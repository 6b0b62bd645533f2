use serde::{Deserialize, Serialize};
use std::collections::BTreeMap;
use std::path::PathBuf;
use tokio::sync::Mutex;
use tracing::warn;

/// Provenance of one downloaded image, as written to `results.json`.
#[derive(Debug, Clone, PartialEq, Eq, Serialize, Deserialize)]
pub struct ResultRecord {
    pub url: String,
    #[serde(rename = "source")]
    pub source_page: String,
    pub local_path: PathBuf,
    #[serde(rename = "site")]
    pub provider_id: String,
}

/// Item name to result record, filled in by the download workers.
#[derive(Debug, Default)]
pub struct ResultsTable {
    records: Mutex<BTreeMap<String, ResultRecord>>,
}

impl ResultsTable {
    pub fn new() -> Self {
        Self::default()
    }

    /// Record a successful download. The first record for a name wins; later
    /// inserts are rejected and reported as `false`.
    pub async fn insert(&self, item_name: &str, record: ResultRecord) -> bool {
        let mut records = self.records.lock().await;
        if records.contains_key(item_name) {
            warn!("Ignoring second result for {}", item_name);
            return false;
        }
        records.insert(item_name.to_string(), record);
        true
    }

    pub async fn len(&self) -> usize {
        self.records.lock().await.len()
    }

    pub async fn is_empty(&self) -> bool {
        self.len().await == 0
    }

    /// Copy of every record, ordered by item name.
    pub async fn snapshot(&self) -> BTreeMap<String, ResultRecord> {
        self.records.lock().await.clone()
    }
}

==============================

__WHAT THE TASK REQUIRES__:
Make an exact copy of the listing, including every line.

__REPLY TO THE EXERCISE__:
repository 6b0b62bd645533f2
use serde::{Deserialize, Serialize};
use std::collections::BTreeMap;
use std::path::PathBuf;
use tokio::sync::Mutex;
use tracing::warn;

/// Provenance of one downloaded image, as written to `results.json`.
#[derive(Debug, Clone, PartialEq, Eq, Serialize, Deserialize)]
pub struct ResultRecord {
    pub url: String,
    #[serde(rename = "source")]
    pub source_page: String,
    pub local_path: PathBuf,
    #[serde(rename = "site")]
    pub provider_id: String,
}

/// Item name to result record, filled in by the download workers.
#[derive(Debug, Default)]
pub struct ResultsTable {
    records: Mutex<BTreeMap<String, ResultRecord>>,
}

impl ResultsTable {
    pub fn new() -> Self {
        Self::default()
    }

    /// Record a successful download. The first record for a name wins; later
    /// inserts are rejected and reported as `false`.
    pub async fn insert(&self, item_name: &str, record: ResultRecord) -> bool {
        let mut records = self.records.lock().await;
        if records.contains_key(item_name) {
            warn!("Ignoring second result for {}", item_name);
            return false;
        }
        records.insert(item_name.to_string(), record);
        true
    }

    pub async fn len(&self) -> usize {
        self.records.lock().await.len()
    }

    pub async fn is_empty(&self) -> bool {
        self.len().await == 0
    }

    /// Copy of every record, ordered by item name.
    pub async fn snapshot(&self) -> BTreeMap<String, ResultRecord> {
        self.records.lock().await.clone()
    }
}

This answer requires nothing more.